US-guided MC is a feasible, relatively safe, reliable, and cost-effective option when used as PVAD in DIVA cases, compared to alternatives like PICC. The Nurse-Led, US- guided Midline catheter training appeared to be achievable, reducing the need for rescue expert referral for PICC or CVC, where, in effect, most of the Midlines that were inserted during the study period were supposed to be PICC or CVC in the absence of the Midline initiative, which means we safe 245 patients as well as the hospital from 326 PICC or CVC.

Study limitation:

This is a retrospective, single-center study involving a relatively homogeneous population at a facility where oncology is a primary service. The malfunction rate was high, affecting adults more than children, with no clear pattern observed. Most malfunctions happened during routine dressing changes, usually performed by staff nurses other than DIVA champions, indicating a possible weakness in the MC maintenance process.

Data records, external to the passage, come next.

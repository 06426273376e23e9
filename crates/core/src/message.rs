//! Message types exchanged with the generation backend.
//!
//! A generation request is an ordered list of role-tagged messages. The
//! drafting pipeline builds one short exchange per stage; nothing here
//! tracks conversation history.

use serde::{Deserialize, Serialize};

/// The role of a message sender.
#[derive(Debug, Clone, Copy, PartialEq, Eq, Serialize, Deserialize)]
#[serde(rename_all = "lowercase")]
pub enum Role {
    /// Stage instructions.
    System,
    /// Material handed to the model.
    User,
    /// Generated output.
    Assistant,
}

impl Role {
    pub fn as_str(&self) -> &'static str {
        match self {
            Role::System => "system",
            Role::User => "user",
            Role::Assistant => "assistant",
        }
    }
}

/// A single message in a generation request or response.
#[derive(Debug, Clone, PartialEq, Eq, Serialize, Deserialize)]
pub struct Message {
    /// Who sent this message
    pub role: Role,

    /// The text content
    pub content: String,
}

impl Message {
    /// Create a new user message.
    pub fn user(content: impl Into<String>) -> Self {
        Self {
            role: Role::User,
            content: content.into(),
        }
    }

    /// Create a new assistant message.
    pub fn assistant(content: impl Into<String>) -> Self {
        Self {
            role: Role::Assistant,
            content: content.into(),
        }
    }

    /// Create a new system message.
    pub fn system(content: impl Into<String>) -> Self {
        Self {
            role: Role::System,
            content: content.into(),
        }
    }
}
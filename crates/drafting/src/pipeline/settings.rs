//! Generation settings shared by the staged and direct pipelines.

use crate::pipeline::stage::StageName;
use casedraft_config::{MarkerPolicy, PipelineConfig};
use std::time::Duration;

#[derive(Debug, Clone, PartialEq)]
pub struct PipelineSettings {
    pub model: String,
    pub max_output_tokens: u32,
    pub fact_extraction_temperature: f32,
    pub structuring_temperature: f32,
    pub tone_finishing_temperature: f32,
    /// Deadline per stage call. `None` leaves only the HTTP timeout.
    pub stage_timeout: Option<Duration>,
    pub marker_policy: MarkerPolicy,
}

impl PipelineSettings {
    /// Settings with configuration defaults for `model`.
    pub fn new(model: impl Into<String>) -> Self {
        Self::from_config(model, &PipelineConfig::default())
    }

    pub fn from_config(model: impl Into<String>, config: &PipelineConfig) -> Self {
        Self {
            model: model.into(),
            max_output_tokens: config.max_output_tokens,
            fact_extraction_temperature: config.fact_extraction_temperature,
            structuring_temperature: config.structuring_temperature,
            tone_finishing_temperature: config.tone_finishing_temperature,
            stage_timeout: (config.stage_timeout_secs > 0)
                .then(|| Duration::from_secs(config.stage_timeout_secs)),
            marker_policy: config.marker_policy,
        }
    }

    pub fn with_stage_timeout(mut self, timeout: Option<Duration>) -> Self {
        self.stage_timeout = timeout;
        self
    }

    pub fn with_marker_policy(mut self, policy: MarkerPolicy) -> Self {
        self.marker_policy = policy;
        self
    }

    pub fn temperature(&self, stage: StageName) -> f32 {
        match stage {
            StageName::FactExtraction => self.fact_extraction_temperature,
            StageName::Structuring | StageName::SinglePass => self.structuring_temperature,
            StageName::ToneFinishing => self.tone_finishing_temperature,
        }
    }
}

#[cfg(test)]
mod tests {
    use super::*;

    #[test]
    fn zero_timeout_means_none() {
        let config = PipelineConfig {
            stage_timeout_secs: 0,
            ..PipelineConfig::default()
        };
        assert!(PipelineSettings::from_config("m", &config).stage_timeout.is_none());
        assert_eq!(
            PipelineSettings::new("m").stage_timeout,
            Some(Duration::from_secs(180))
        );
    }

    #[test]
    fn per_stage_temperatures() {
        let s = PipelineSettings::new("m");
        assert_eq!(s.temperature(StageName::FactExtraction), 0.2);
        assert_eq!(s.temperature(StageName::Structuring), 0.3);
        assert_eq!(s.temperature(StageName::ToneFinishing), 0.4);
    }
}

In addition, the US-guided program requires a dedicated team of expert nurses who will be released from their core bedside duties and patient care. This could risk a shortage of essential services and may overwhelm the specialists overseeing the training. Moreover, pediatric analgesia and sedation present additional challenges. While local analgesia often suffices for adults, children typically need moderate sedation. This necessitates a recovery area staffed with airway management specialists and equipped with resuscitation resources.